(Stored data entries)
++++++++

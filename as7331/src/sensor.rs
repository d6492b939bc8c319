//! Measurement session over the register bus.

use std::thread;
use std::time::{Duration, Instant};

use log::{debug, warn};

use crate::bus::RegisterBus;
use crate::calibration::Calibration;
use crate::config::{encode_config, Gain, IntegrationTime};
use crate::error::{Error, Result};
use crate::flags::StatusFlags;
use crate::ranging::{RangingPolicy, RangingState, Step};
use crate::registers::{creg3, osr, register};
use crate::sample::{decode_sample, RawSample};

/// Settle time after the software power-up write.
const POWER_UP_DELAY: Duration = Duration::from_millis(50);
/// Settle time after each configuration register write.
const CONFIG_DELAY: Duration = Duration::from_millis(5);
/// Settle time after switching measurement mode.
const MODE_DELAY: Duration = Duration::from_millis(10);
/// Margin on top of the integration time before the first status read.
const CONVERSION_MARGIN: Duration = Duration::from_millis(2);
/// Wall-clock limit for polling NOTREADY past the nominal wait.
const READY_POLL_DEADLINE: Duration = Duration::from_millis(50);
const READY_POLL_INTERVAL: Duration = Duration::from_millis(1);
/// Pause before retrying an attempt that died on the bus.
const RETRY_BACKOFF: Duration = Duration::from_millis(5);

/// Starting settings applied by [`As7331::init`].
#[derive(Debug, Clone, Copy, PartialEq, Eq)]
pub struct SensorConfig {
    pub gain: Gain,
    pub integration_time: IntegrationTime,
    /// Also read the third (UVC) channel. Raw-only; no calibration constant
    /// exists for it.
    pub include_uvc: bool,
}

impl Default for SensorConfig {
    fn default() -> Self {
        SensorConfig {
            gain: Gain::X1,
            integration_time: IntegrationTime::Ms8,
            include_uvc: false,
        }
    }
}

/// One finished measurement together with the settings it was captured
/// under.
///
/// Gain at 1x with a raw count still at the saturation ceiling (or gain at
/// 2048x with counts near zero) means the scene exceeded what the sensor
/// can range over; the values are still the best available.
#[derive(Debug, Clone, Copy, PartialEq)]
pub struct MeasurementResult {
    pub uva_raw: u16,
    pub uvb_raw: u16,
    pub uvc_raw: Option<u16>,
    pub uva_uw_cm2: f32,
    pub uvb_uw_cm2: f32,
    pub gain: Gain,
    pub integration_time: IntegrationTime,
}

/// Owns the bus handle and the ranging state across measurement calls.
pub struct As7331<B: RegisterBus> {
    bus: B,
    policy: RangingPolicy,
    calibration: Calibration,
    state: RangingState,
    /// Settings last written to CREG1. Trails `state` until the next
    /// Configure step runs, so a sample is never read under settings that
    /// were not applied.
    applied: (Gain, IntegrationTime),
    include_uvc: bool,
}

impl<B: RegisterBus> As7331<B> {
    pub fn new(bus: B) -> Self {
        Self::with_policy(bus, RangingPolicy::default(), Calibration::default())
    }

    pub fn with_policy(bus: B, policy: RangingPolicy, calibration: Calibration) -> Self {
        let defaults = SensorConfig::default();
        As7331 {
            bus,
            policy,
            calibration,
            state: RangingState::new(defaults.gain, defaults.integration_time),
            applied: (defaults.gain, defaults.integration_time),
            include_uvc: defaults.include_uvc,
        }
    }

    /// Powers the sensor up in CMD mode with default starting settings.
    pub fn init(&mut self) -> Result<()> {
        self.init_with_config(SensorConfig::default())
    }

    /// Powers the sensor up in CMD mode with the given starting settings.
    ///
    /// Every write in the bring-up sequence is required; the first failure
    /// aborts and is surfaced as an initialization error.
    pub fn init_with_config(&mut self, config: SensorConfig) -> Result<()> {
        self.bring_up(config)
            .map_err(|e| Error::Initialization(Box::new(e)))
    }

    fn bring_up(&mut self, config: SensorConfig) -> Result<()> {
        self.bus
            .write_register(register::OSR, osr::CONFIGURATION)?;
        thread::sleep(POWER_UP_DELAY);

        self.state.reset(config.gain, config.integration_time);
        self.include_uvc = config.include_uvc;
        self.write_config(config.gain, config.integration_time)?;

        self.bus.write_register(register::CREG3, creg3::CMD_MODE)?;
        thread::sleep(MODE_DELAY);

        debug!(
            "sensor up: gain {}, integration {}",
            config.gain, config.integration_time
        );
        Ok(())
    }

    /// Takes one auto-ranged reading.
    ///
    /// Never fails: a transport error burns one attempt and the loop moves
    /// on; once attempts run out the last captured sample (or zeros, if the
    /// bus never answered) is converted as-is. The conversion always uses
    /// the settings the returned sample was captured under.
    pub fn measure(&mut self) -> MeasurementResult {
        let mut captured: Option<(RawSample, Gain, IntegrationTime)> = None;

        for attempt in 1..=self.policy.max_attempts {
            if let Err(err) = self.configure_pending() {
                warn!("attempt {attempt}: config write failed, retrying: {err}");
                thread::sleep(RETRY_BACKOFF);
                continue;
            }
            let (gain, time) = self.applied;

            let sample = match self.acquire() {
                Ok(sample) => sample,
                Err(err) => {
                    warn!("attempt {attempt}: acquisition failed, retrying: {err}");
                    thread::sleep(RETRY_BACKOFF);
                    continue;
                }
            };
            captured = Some((sample, gain, time));

            let raw_ref = sample.reference_count();
            match self.state.observe(raw_ref, sample.status, &self.policy) {
                Step::Accepted => {
                    debug!("attempt {attempt}: {raw_ref} in window at {gain}/{time}");
                    break;
                }
                Step::Adjusted => {
                    debug!(
                        "attempt {attempt}: {raw_ref} out of window, moving to {}/{}",
                        self.state.gain(),
                        self.state.integration_time()
                    );
                }
                Step::Deferred => {
                    debug!("attempt {attempt}: {raw_ref} soft out of window, watching");
                }
                Step::Locked => {
                    debug!("attempt {attempt}: {raw_ref} out of window at range limit");
                    break;
                }
            }
        }

        self.finish(captured)
    }

    /// One measurement at the currently configured settings, no range
    /// seeking. Errors are surfaced instead of retried.
    pub fn measure_raw(&mut self) -> Result<MeasurementResult> {
        self.configure_pending()?;
        let (gain, time) = self.applied;
        let sample = self.acquire()?;
        Ok(self.convert(sample, gain, time))
    }

    /// Hands the bus handle back.
    pub fn release(self) -> B {
        self.bus
    }

    fn configure_pending(&mut self) -> Result<()> {
        let wanted = (self.state.gain(), self.state.integration_time());
        if wanted != self.applied {
            self.write_config(wanted.0, wanted.1)?;
        }
        Ok(())
    }

    fn write_config(&mut self, gain: Gain, time: IntegrationTime) -> Result<()> {
        // Configuration registers are only writable from configuration state.
        self.bus
            .write_register(register::OSR, osr::CONFIGURATION)?;
        thread::sleep(CONFIG_DELAY);
        let (address, byte) = encode_config(gain, time);
        self.bus.write_register(address, byte)?;
        thread::sleep(CONFIG_DELAY);
        self.applied = (gain, time);
        Ok(())
    }

    fn acquire(&mut self) -> Result<RawSample> {
        self.bus
            .write_register(register::OSR, osr::START_MEASUREMENT)?;
        let (_, time) = self.applied;
        thread::sleep(Duration::from_millis(u64::from(time.millis())) + CONVERSION_MARGIN);

        let mut status = self.read_status()?;
        let deadline = Instant::now() + READY_POLL_DEADLINE;
        while status.data_not_ready && Instant::now() < deadline {
            thread::sleep(READY_POLL_INTERVAL);
            status = self.read_status()?;
        }

        let len = if self.include_uvc { 6 } else { 4 };
        let block = self.bus.read_block(register::MRES1, len)?;
        decode_sample(&block, self.include_uvc, status)
    }

    fn read_status(&mut self) -> Result<StatusFlags> {
        let word = self.bus.read_word(register::OSR)?;
        Ok(StatusFlags::from_status_word(word))
    }

    fn finish(&self, captured: Option<(RawSample, Gain, IntegrationTime)>) -> MeasurementResult {
        match captured {
            Some((sample, gain, time)) => self.convert(sample, gain, time),
            // The bus never produced a sample this call.
            None => self.convert(
                RawSample {
                    uva: 0,
                    uvb: 0,
                    uvc: self.include_uvc.then_some(0),
                    status: StatusFlags::default(),
                },
                self.state.gain(),
                self.state.integration_time(),
            ),
        }
    }

    fn convert(&self, sample: RawSample, gain: Gain, time: IntegrationTime) -> MeasurementResult {
        MeasurementResult {
            uva_raw: sample.uva,
            uvb_raw: sample.uvb,
            uvc_raw: sample.uvc,
            uva_uw_cm2: self.calibration.uva.convert(sample.uva, gain, time),
            uvb_uw_cm2: self.calibration.uvb.convert(sample.uvb, gain, time),
            gain,
            integration_time: time,
        }
    }
}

++++++++

_Work item:_
Of all the entries above, output exactly the lines between the one holding "let (address, byte)" and the one holding "let (_, time) = self.applied;", inclusive.

_Answer to this exercise:_
        let (address, byte) = encode_config(gain, time);
        self.bus.write_register(address, byte)?;
        thread::sleep(CONFIG_DELAY);
        self.applied = (gain, time);
        Ok(())
    }

    fn acquire(&mut self) -> Result<RawSample> {
        self.bus
            .write_register(register::OSR, osr::START_MEASUREMENT)?;
        let (_, time) = self.applied;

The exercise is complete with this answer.